Абсолютное одиночество

Виктор Сорокин
Какое это счастье, когда ты нахрен никому не нужен, – только в этом случае есть полная гарантия, что тебя никто не обидит. Конечно, одному человеку я все-таки был нужен, это моей ангельской бубушке, которая никогда ничего от меня не требовала, но давала чего-нибудь поесть и штопала-перештопывала мою одежду. В шесть лет я любил ее бесконечно, но вот делать ей подарки сам не догадывался, а подсказать было некому...

Я любил одиночество не меньше, чем любил общество интересных мне людей. Но это был РАЗНЫЙ интерес. Люди меня интересовали новой информацией, новыми решениями, новыми взаимодействиями. А одиночество – полётом в бездну... чувств и чего-то еще, от чего обычно отвлекают люди. Впрочем, в мое жизни одиночество – такая редкость, что каждый случай врезается в память намертво.

Ну, самый первый случай – это я был еще в «люльке», а вернее – в деревянном корыте для замеса хлеба, установленном под забором со стороны огорода. То, что я увидел небольшой самолет, напоминавший в проекции букву Х, это было хоть и впечатляюще, но не самое интересное. А интересно было чувство спокойного, благодатного одиночества. Все – растения и воробьи – были заняты собой, и я мог спокойно любоваться миром.

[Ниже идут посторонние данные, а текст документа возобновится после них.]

#[test]
fn test_handler_result_is_returned_verbatim() {
    type Pending = Box<dyn FnOnce() -> Result<String, String> + Send>;

    let matcher: Matcher<Pending> = overload([
        def(DefOptions::default(), [string()])
            .handle(|args: &[Value]| {
                let text = args[0].as_str().unwrap_or_default().to_string();
                Box::new(move || Ok::<_, String>(text)) as Pending
            })
            .unwrap(),
        def(DefOptions::default(), [number()])
            .handle(|_: &[Value]| {
                Box::new(|| Err::<String, _>("numbers fail later".to_string())) as Pending
            })
            .unwrap(),
    ]);

    let pending = matcher.dispatch(&[Value::from("later")]).unwrap();
    assert_eq!(pending(), Ok("later".to_string()));
    let pending = matcher.dispatch(&[Value::from(1)]).unwrap();
    assert_eq!(pending(), Err("numbers fail later".to_string()));
}

#[test]
fn test_unknown_ranks_below_everything() {
    let matcher = overload([
        def(named("number"), [number()]).handle(tag("number")).unwrap(),
        def(named("anything"), [unknown()]).handle(tag("anything")).unwrap(),
    ]);

    assert_eq!(matcher.dispatch(&[Value::from(1)]).unwrap(), Value::from("number"));
    assert_eq!(matcher.dispatch(&[Value::Null]).unwrap(), Value::from("anything"));
}

#[test]
fn test_required_arity_beats_exact_arity() {
    // Same specificity; the signature requiring more arguments wins even
    // though the other one matches the exact count.
    let matcher = overload([
        def(named("one-required"), [number(), optional(number())])
            .handle(tag("one-required"))
            .unwrap(),
        def(named("two-required"), [number(), number(), optional(unknown())])
            .handle(tag("two-required"))
            .unwrap(),
    ]);

    let args = [Value::from(1), Value::from(2)];
    assert_eq!(matcher.dispatch(&args).unwrap(), Value::from("two-required"));
}

#[test]
fn test_ambiguous_tie_break_reports_every_tied_signature() {
    let config = MatcherConfig::new().with_tie_break(TieBreak::Ambiguous);
    let matcher = Matcher::with_config(
        [
            def(named("a"), [boolean()]).handle(tag("a")).unwrap(),
            def(named("b"), [boolean()]).handle(tag("b")).unwrap(),
            def(named("num"), [number()]).handle(tag("num")).unwrap(),
        ],
        config,
    )
    .unwrap();

    let err = matcher.dispatch(&[Value::Bool(false)]).unwrap_err();
    let DispatchError::Ambiguous(ambiguity) = &err else {
        panic!("expected ambiguity, got {err:?}");
    };
    let labels: Vec<_> = ambiguity.candidates.iter().map(SignatureInfo::label).collect();
    assert_eq!(labels, vec!["a", "b"]);
    assert_eq!(
        err.to_string(),
        "Ambiguous overload for (false): 2 signatures match equally well\n  \
         a expects (boolean)\n  \
         b expects (boolean)"
    );

    assert_eq!(matcher.dispatch(&[Value::from(1)]).unwrap(), Value::from("num"));
}

#[test]
fn test_ambiguous_tie_break_still_ranks_by_specificity() {
    let config = MatcherConfig::new().with_tie_break(TieBreak::Ambiguous);
    let matcher = Matcher::with_config(
        [
            def(named("literal"), [literal(true)]).handle(tag("literal")).unwrap(),
            def(named("boolean"), [boolean()]).handle(tag("boolean")).unwrap(),
        ],
        config,
    )
    .unwrap();

    assert_eq!(matcher.dispatch(&[Value::Bool(true)]).unwrap(), Value::from("literal"));
}

#[test]
fn test_reject_collisions_at_construction() {
    let config = MatcherConfig::new().rejecting_collisions();
    let err = Matcher::with_config(
        [
            def(named("first"), [string()]).handle(tag("first")).unwrap(),
            def(named("other"), [number(), number()]).handle(tag("other")).unwrap(),
            def(named("second"), [number()]).handle(tag("second")).unwrap(),
        ],
        config,
    )
    .unwrap_err();

    match err {
        AuthoringError::Collision {
            first,
            second,
            specificity,
            required_arity,
            max_arity,
        } => {
            assert_eq!((first.as_str(), second.as_str()), ("first", "second"));
            assert_eq!((specificity, required_arity, max_arity), (2, 1, 1));
        }
        other => panic!("expected collision, got {other:?}"),
    }
}

#[test]
fn test_reject_collisions_ignores_fallbacks_and_distinct_scores() {
    let config = MatcherConfig::new().rejecting_collisions();
    let matcher = Matcher::with_config(
        [
            def(DefOptions::default(), [string()]).handle(tag("string")).unwrap(),
            def(DefOptions::default(), [literal("x")]).handle(tag("x")).unwrap(),
            fallback(tag("fallback")),
            fallback(tag("ignored")),
        ],
        config,
    );
    assert!(matcher.is_ok());
}

#[test]
fn test_issue_limit_truncates_rendered_report() {
    let config = MatcherConfig {
        diagnostics: DiagnosticsConfig {
            max_issues_per_signature: 1,
        },
        ..MatcherConfig::default()
    };
    let matcher = Matcher::with_config(
        [def(named("user"), [shape([("id", number()), ("name", string())])])
            .handle(tag("user"))
            .unwrap()],
        config,
    )
    .unwrap();

    let err = matcher
        .dispatch(&[Value::object([("id", Value::from("1"))])])
        .unwrap_err();
    let DispatchError::NoMatch(no_match) = &err else {
        panic!("expected no match");
    };
    assert_eq!(no_match.issues().count(), 2);
    assert_eq!(
        err.to_string(),
        "No overload matched for ({\"id\":\"1\"})\n  \
         user expects ({ id: number, name: string })\n    \
         arg.[0].id Expected number, received string\n    \
         ... and 1 more"
    );
}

Это впечатление я вспомню лет через десять, когда буду читать сказку «Пойди туда – не знаю куда», где главный герой попадает в волшебный сад, в котором никого нет, но играет музыка, поют птицы и всё делается само собой...

В девять лет я переехал жить в подмосковный город Пушкино. Но приезжая в деревню на каникулы, я непременно выбирал моменты, чтобы уйти в никуда – в поля, луга, древнее кладбище. Причем без цели – просто чтобы уйти из обычной жизни. И там я растворялся в природе...

Я принадлежу к тому поколению, которое застало то время, когда в природе еще существовали неведомые острова и земли, а мы очень остро чувствовали их неведомость и необитаемость. Приключения Робинзона Крузо и романы Жюля Верна нас сводили с ума. По сравнению с нашей реальностью это была не просто заграница, а совершенно другая планета. (Не случайно большевики, переиздавая «Робинзона Крузо» в 1922 году «для рабоче-крестьянской молодежи», изуродовали его настолько, что он вызывал стойкое отвращение у читателей.) И вот с тех пор неведомые края тянули к себе таких, как я, будто они были мёдом намазаны...

В 18-19 лет я любил одиночество, особенно в золотую осень с утренними заморозками, когда грибников в лесу уже не было и я мог в полной пустоте бродить по своим сокровенным местам. Было грустно, и в то же время светло, а мысли уходили в философию и лирические моменты жизни. Странно: людей вокруг вроде бы и нет, а их голоса где-то рядом, я с ними общаюсь...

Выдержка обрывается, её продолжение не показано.